Markers of Natural Abnormal Development

Beyond markers of copper exposure or effects, we also identified markers of natural spontaneous abnormality as depicted in Figure 2B. In pooled larval samples, 1,240 genes were DE between normal and abnormal animals, and of these 380 genes were up-regulated in abnormal larvae relative to normal larvae, and 860 genes were down-regulated in abnormal larvae relative to normal larvae. In single larval samples, 2,358 genes were DE between normal and abnormal animals, and of these 1,600 were up-regulated in abnormal larvae relative to normal larvae, and 758 were down-regulated in abnormal larvae relative to normal larvae. Prominent functions of genes identified among the DE genes include development, extracellular matrix, cytoskeletal components and motility, cell cycle, shell formation, transmembrane proteins, protease inhibitors, oxidative stress/protein turnover, neurotransmitters, and replication/transcription (Supplementary Tables 9, 10). In the pooled markers of natural abnormal development, there were also several groups of similar genes that appeared in the DEG list – 5 GTP binding proteins, 4 heat shock proteins, 5 hemicentins, 6 serine/threonine-protein kinase or phosphatases, 8 solute carrier family members, 5 WD repeat-containing proteins, and 5 zinc finger proteins. Although many of the functional groups represented by this gene set were also common in DE genes in copper-exposed abnormal animals, genes were unique to this gene set, as they were removed from the markers of effect, indicating that there are many distinct markers of natural abnormality and copper-induced abnormality.

Discussion

Phenotypic anchoring of transcriptional biomarkers is a common and necessary approach to ultimately distinguish biomarkers of exposure from those of effect (Paules, 2003; Daston, 2008; Hook et al., 2014). In this study, we used larval morphology to anchor gene expression profiles. The normal development EC50s of 5.87 and 6.43 μg/l copper agreed with previous work on Mytilus larvae (Martin et al., 1981; Arnold et al., 2009; Hall et al., 2020), indicating that expression results from this culture are suitable for extrapolation to other studies.

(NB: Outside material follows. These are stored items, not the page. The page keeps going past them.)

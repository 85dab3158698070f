//! Game level page
//!
//! Hosts one level session: the 3D viewport, the draggable token, the
//! HUD stats, hint and feedback popups, and the completion overlay.
//! Immediate-mode: `frame` draws everything and reports the navigation
//! action the player chose.

use macroquad::prelude::*;

use crate::level::LevelDef;
use crate::model::PrismModel;
use crate::progress::{BestScore, PlayerProgress, ProgressStore};
use crate::scene::{self, OrbitCamera};
use crate::session::{Feedback, LevelSession, MAX_HINTS};
use crate::ui::{self, Rect};

/// How long found elements celebrate after completion
const CELEBRATION_SECS: f64 = 1.0;

/// Delay from completion to the score overlay
const OVERLAY_DELAY_SECS: f64 = 1.5;

const HUD_H: f32 = 96.0;

pub enum GameAction {
    None,
    /// Back to level selection, discarding the session
    Exit,
    /// Restart the same level
    Replay,
    /// Advance to the next level (or level selection if none)
    Advance,
}

struct ActiveFeedback {
    feedback: Feedback,
    expires_at: f64,
}

/// State for one visit to the game page
pub struct GamePage {
    session: LevelSession,
    model: PrismModel,
    camera: OrbitCamera,
    dragging_token: bool,
    orbit_anchor: Option<(f32, f32)>,
    feedback: Option<ActiveFeedback>,
    /// Set when the session completes; drives celebration and overlay
    completed_at: Option<f64>,
}

impl GamePage {
    pub fn new(level: &LevelDef, now: f64) -> Self {
        Self {
            session: LevelSession::new(level, now),
            model: PrismModel::new(),
            camera: OrbitCamera::new(),
            dragging_token: false,
            orbit_anchor: None,
            feedback: None,
            completed_at: None,
        }
    }

    pub fn level_id(&self) -> u32 {
        self.session.level().id
    }

    /// Run one frame: draw the page, process input, advance timers.
    pub fn frame(
        &mut self,
        progress: &mut PlayerProgress,
        store: &ProgressStore,
        now: f64,
    ) -> GameAction {
        let sw = screen_width();
        let sh = screen_height();
        let (mx, my) = mouse_position();

        let hud = Rect::new(0.0, 0.0, sw, HUD_H);
        let toolbox = Rect::new(sw - 230.0, HUD_H + 12.0, 218.0, 180.0);
        let token_card = Rect::new(toolbox.x + 12.0, toolbox.y + 56.0, toolbox.w - 24.0, 86.0);

        // Drive the pending completion transition; the session ignores the
        // call until the delay has elapsed, and fires exactly once.
        if let Some(summary) = self.session.poll(now) {
            progress.record_completion(
                self.level_id(),
                BestScore {
                    accuracy: summary.final_accuracy,
                    time: summary.time_taken,
                    hints: summary.hints_used,
                },
            );
            store.save(progress);
            self.completed_at = Some(now);
            self.dragging_token = false;
            self.feedback = None;
        }

        // Expire feedback
        if self.feedback.as_ref().is_some_and(|f| now >= f.expires_at) {
            self.feedback = None;
        }

        let celebrating = self
            .completed_at
            .is_some_and(|t| now - t < CELEBRATION_SECS);
        let overlay_open = self
            .completed_at
            .is_some_and(|t| now - t >= OVERLAY_DELAY_SECS);

        // === 3D scene ===
        set_camera(&self.camera.to_camera3d());
        scene::draw_model(&self.model, &self.session, now, celebrating);
        set_default_camera();
        scene::draw_vertex_labels(&self.model, &self.camera);

        // === Input over the viewport ===
        let over_ui = hud.contains(mx, my)
            || toolbox.contains(mx, my)
            || overlay_open
            || self
                .feedback
                .as_ref()
                .is_some_and(|_| feedback_rect(sw, sh).contains(mx, my));

        if !overlay_open {
            if self.dragging_token {
                if is_mouse_button_down(MouseButton::Left) {
                    if over_ui {
                        self.session.clear_hover();
                    } else {
                        let ray = self.camera.screen_ray(mx, my, sw, sh);
                        self.session.handle_drag_over(&ray, &self.model);
                    }
                } else {
                    // Token released
                    self.dragging_token = false;
                    self.session.clear_hover();
                    if !over_ui {
                        let ray = self.camera.screen_ray(mx, my, sw, sh);
                        if let Some(feedback) = self.session.handle_drop(&ray, &self.model, now) {
                            let expires_at = now + feedback.dismiss_after();
                            self.feedback = Some(ActiveFeedback { feedback, expires_at });
                        }
                    }
                }
            } else {
                // Camera orbit and zoom
                if is_mouse_button_pressed(MouseButton::Left) && !over_ui {
                    self.orbit_anchor = Some((mx, my));
                }
                if is_mouse_button_down(MouseButton::Left) {
                    if let Some((ax, ay)) = self.orbit_anchor {
                        self.camera.orbit(mx - ax, my - ay);
                        self.orbit_anchor = Some((mx, my));
                    }
                } else {
                    self.orbit_anchor = None;
                }
                if !over_ui {
                    let (_, scroll_y) = mouse_wheel();
                    if scroll_y != 0.0 {
                        self.camera.zoom(scroll_y.signum());
                    }
                }
            }
        }

        // === HUD ===
        let mut action = self.draw_hud(&hud, now);
        self.draw_toolbox(&toolbox, &token_card);

        if self.dragging_token {
            let level = self.session.level();
            draw_text(&level.token_icon, mx - 8.0, my + 8.0, 40.0, ui::ACCENT_COLOR);
        }

        let mut dismiss_feedback = false;
        if let Some(active) = &self.feedback {
            dismiss_feedback = self.draw_feedback(sw, sh, &active.feedback);
        }
        if dismiss_feedback {
            self.feedback = None;
        }

        if overlay_open {
            if let Some(overlay_action) = self.draw_completion_overlay(sw, sh) {
                action = overlay_action;
            }
        }

        action
    }

    fn draw_hud(&mut self, hud: &Rect, now: f64) -> GameAction {
        let level = self.session.level();
        ui::draw_panel(hud, ui::PANEL_BG);

        draw_text(&format!("LEVEL {}", level.id), 20.0, 32.0, 30.0, ui::TEXT_COLOR);
        draw_text(&level.title, 20.0, 58.0, 22.0, ui::ACCENT_COLOR);
        draw_text(&level.description, 20.0, 82.0, 18.0, ui::MUTED_COLOR);

        // Live stats, recomputed every frame
        let stats = format!(
            "ACCURACY {}/{} ({}%)   HINTS {}/{}   TIME {}",
            self.session.correct_attempts(),
            self.session.attempts(),
            self.session.accuracy(),
            self.session.hints_used(),
            MAX_HINTS,
            format_time(self.session.elapsed_secs(now)),
        );
        let dims = measure_text(&stats, None, 20, 1.0);
        draw_text(&stats, hud.right() - dims.width - 270.0, 36.0, 20.0, ui::TEXT_COLOR);

        let mut action = GameAction::None;

        let back_rect = Rect::new(hud.right() - 120.0, 24.0, 100.0, 40.0);
        if ui::button(&back_rect, "< BACK") {
            action = GameAction::Exit;
        }

        let hint_rect = Rect::new(hud.right() - 250.0, 24.0, 120.0, 40.0);
        let hints_left = self.session.hints_used() < MAX_HINTS;
        let label = format!("HINT {}/{}", self.session.hints_used(), MAX_HINTS);
        if ui::button_enabled(&hint_rect, &label, hints_left) {
            self.session.request_hint(now);
        }

        action
    }

    fn draw_toolbox(&mut self, toolbox: &Rect, token_card: &Rect) {
        let level = self.session.level();
        ui::draw_panel(toolbox, ui::PANEL_BG);
        draw_text("TOOLBOX", toolbox.x + 12.0, toolbox.y + 28.0, 22.0, ui::TEXT_COLOR);
        draw_text(
            "drag onto the prism",
            toolbox.x + 12.0,
            toolbox.y + 48.0,
            16.0,
            ui::MUTED_COLOR,
        );

        let over = ui::hovered(token_card);
        let bg = if self.dragging_token {
            Color::new(0.85, 0.92, 1.0, 1.0)
        } else if over {
            Color::new(0.92, 0.96, 1.0, 1.0)
        } else {
            WHITE
        };
        ui::draw_panel(token_card, bg);
        ui::draw_centered_text(
            &Rect::new(token_card.x, token_card.y + 8.0, token_card.w, 36.0),
            &level.token_icon,
            34.0,
            ui::ACCENT_COLOR,
        );
        ui::draw_centered_text(
            &Rect::new(token_card.x, token_card.y + 48.0, token_card.w, 28.0),
            &level.token_name,
            20.0,
            ui::TEXT_COLOR,
        );

        if over && is_mouse_button_pressed(MouseButton::Left) && !self.session.is_complete() {
            self.dragging_token = true;
        }
    }

    /// Draw the feedback popup; returns true when dismissed via its button
    fn draw_feedback(&self, sw: f32, sh: f32, feedback: &Feedback) -> bool {
        let rect = feedback_rect(sw, sh);
        let bg = if feedback.is_success {
            Color::new(0.88, 0.97, 0.88, 1.0)
        } else {
            Color::new(0.99, 0.9, 0.9, 1.0)
        };
        ui::draw_panel(&rect, bg);

        let headline = if feedback.is_success { "CORRECT!" } else { "WRONG!" };
        draw_text(headline, rect.x + 16.0, rect.y + 32.0, 26.0, ui::TEXT_COLOR);
        draw_text(&feedback.message, rect.x + 16.0, rect.y + 60.0, 18.0, ui::TEXT_COLOR);

        let ok_rect = Rect::new(rect.right() - 76.0, rect.bottom() - 48.0, 60.0, 32.0);
        ui::button(&ok_rect, "OK")
    }

    fn draw_completion_overlay(&self, sw: f32, sh: f32) -> Option<GameAction> {
        let Some(summary) = self.session.summary() else {
            return None;
        };

        // Dim the scene
        draw_rectangle(0.0, 0.0, sw, sh, Color::new(0.0, 0.0, 0.0, 0.45));

        let panel = Rect::new(sw * 0.5 - 220.0, sh * 0.5 - 160.0, 440.0, 320.0);
        ui::draw_panel(&panel, WHITE);

        ui::draw_centered_text(
            &Rect::new(panel.x, panel.y + 16.0, panel.w, 40.0),
            &format!("LEVEL {} COMPLETE!", self.level_id()),
            32.0,
            ui::TEXT_COLOR,
        );

        let lines = [
            format!("Accuracy: {}%", summary.final_accuracy),
            format!("Time: {}", format_time(summary.time_taken)),
            format!("Hints: {}/{}", summary.hints_used, MAX_HINTS),
        ];
        for (i, line) in lines.iter().enumerate() {
            ui::draw_centered_text(
                &Rect::new(panel.x, panel.y + 80.0 + i as f32 * 36.0, panel.w, 30.0),
                line,
                24.0,
                ui::TEXT_COLOR,
            );
        }

        let again_rect = Rect::new(panel.x + 30.0, panel.bottom() - 70.0, 170.0, 48.0);
        if ui::button(&again_rect, "PLAY AGAIN") {
            return Some(GameAction::Replay);
        }

        let next_rect = Rect::new(panel.right() - 200.0, panel.bottom() - 70.0, 170.0, 48.0);
        if ui::button(&next_rect, "NEXT") {
            return Some(GameAction::Advance);
        }

        None
    }
}

fn feedback_rect(sw: f32, sh: f32) -> Rect {
    Rect::new(sw * 0.5 - 230.0, sh - 150.0, 460.0, 110.0)
}

/// mm:ss formatting for elapsed and final times
pub fn format_time(seconds: u64) -> String {
    format!("{:02}:{:02}", seconds / 60, seconds % 60)
}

Generally, normal and abnormal larvae in pooled samples exhibited distinct, phenotype-dependent transcriptional responses (Figure 2), as we would expect, which was important for parsing out markers of exposure and effect. However, the transcriptional similarity between normal and abnormal animals at 6 μg/l was somewhat surprising. The fact that transcriptional profiles are significantly different for normal and abnormal animals at 0 and 3 μg/l copper, but not at 6 μg/l, suggests that as copper concentrations increase, the transcriptional signature of toxicity becomes the dominant expression signature, even in morphologically normal animals. While morphology-based transcriptional differences weren’t immediately apparent in the single larval data, large numbers of genes were differentially expressed between normal and abnormal larvae at each copper concentration, indicating that there were in fact notable morphology-linked expression patterns. Distinct expression patterns based on morphology were apparent in the PCA-plotted markers of effect at 3 μg/l, but not at 6 μg/l (Figure 5B). Thus, in both pooled and single larvae, markers of effect appear to be the most useful at low copper concentrations, but many markers of effect were still evident at the mid-range copper concentration (6 μg/l) when single larval sequencing was used.

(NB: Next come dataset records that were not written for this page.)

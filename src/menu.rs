//! Main menu page

use macroquad::prelude::*;

use crate::ui::{self, Rect};
use crate::VERSION;

pub enum MenuAction {
    None,
    Play,
}

/// Draw the menu and report the chosen action
pub fn draw_menu() -> MenuAction {
    let sw = screen_width();
    let sh = screen_height();

    let title = "PRISM QUEST";
    let dims = measure_text(title, None, 64, 1.0);
    draw_text(title, (sw - dims.width) * 0.5, sh * 0.28, 64.0, ui::TEXT_COLOR);

    let tagline = "Learn the elements of a rectangular prism, one drop at a time";
    let dims = measure_text(tagline, None, 22, 1.0);
    draw_text(tagline, (sw - dims.width) * 0.5, sh * 0.28 + 40.0, 22.0, ui::MUTED_COLOR);

    let button_rect = Rect::new(sw * 0.5 - 110.0, sh * 0.45, 220.0, 56.0);
    let mut action = MenuAction::None;
    if ui::button(&button_rect, "PLAY") {
        action = MenuAction::Play;
    }

    let help = [
        "Pick a level and drag the token from the toolbox onto the 3D prism.",
        "Claim every target element to finish. Wrong drops cost accuracy,",
        "and each hint takes 10 points off your final score.",
    ];
    for (i, line) in help.iter().enumerate() {
        let dims = measure_text(line, None, 18, 1.0);
        draw_text(
            line,
            (sw - dims.width) * 0.5,
            sh * 0.62 + i as f32 * 24.0,
            18.0,
            ui::MUTED_COLOR,
        );
    }

    draw_text(&format!("v{}", VERSION), 12.0, sh - 12.0, 16.0, ui::MUTED_COLOR);

    action
}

While we identified unique markers of exposure and effect, clearly indicating that these do comprise two distinct gene sets, markers of exposure and effect were involved in many similar functional pathways. Biomarkers of copper exposure and effects were related to oxidative stress or redox reactions, cell adhesion, and shell formation/extracellular proteinaceous matrix, which is consistent with our previous analysis of mussel larval response to copper (Hall et al., 2020), and shares some similarities with other previous studies on marine larval response to copper (Zapata et al., 2009; Silva-Aciares et al., 2011; Sussarellu et al., 2018). The pathways identified provide insight into the possible mechanisms of copper-induced abnormal development in mussel larvae.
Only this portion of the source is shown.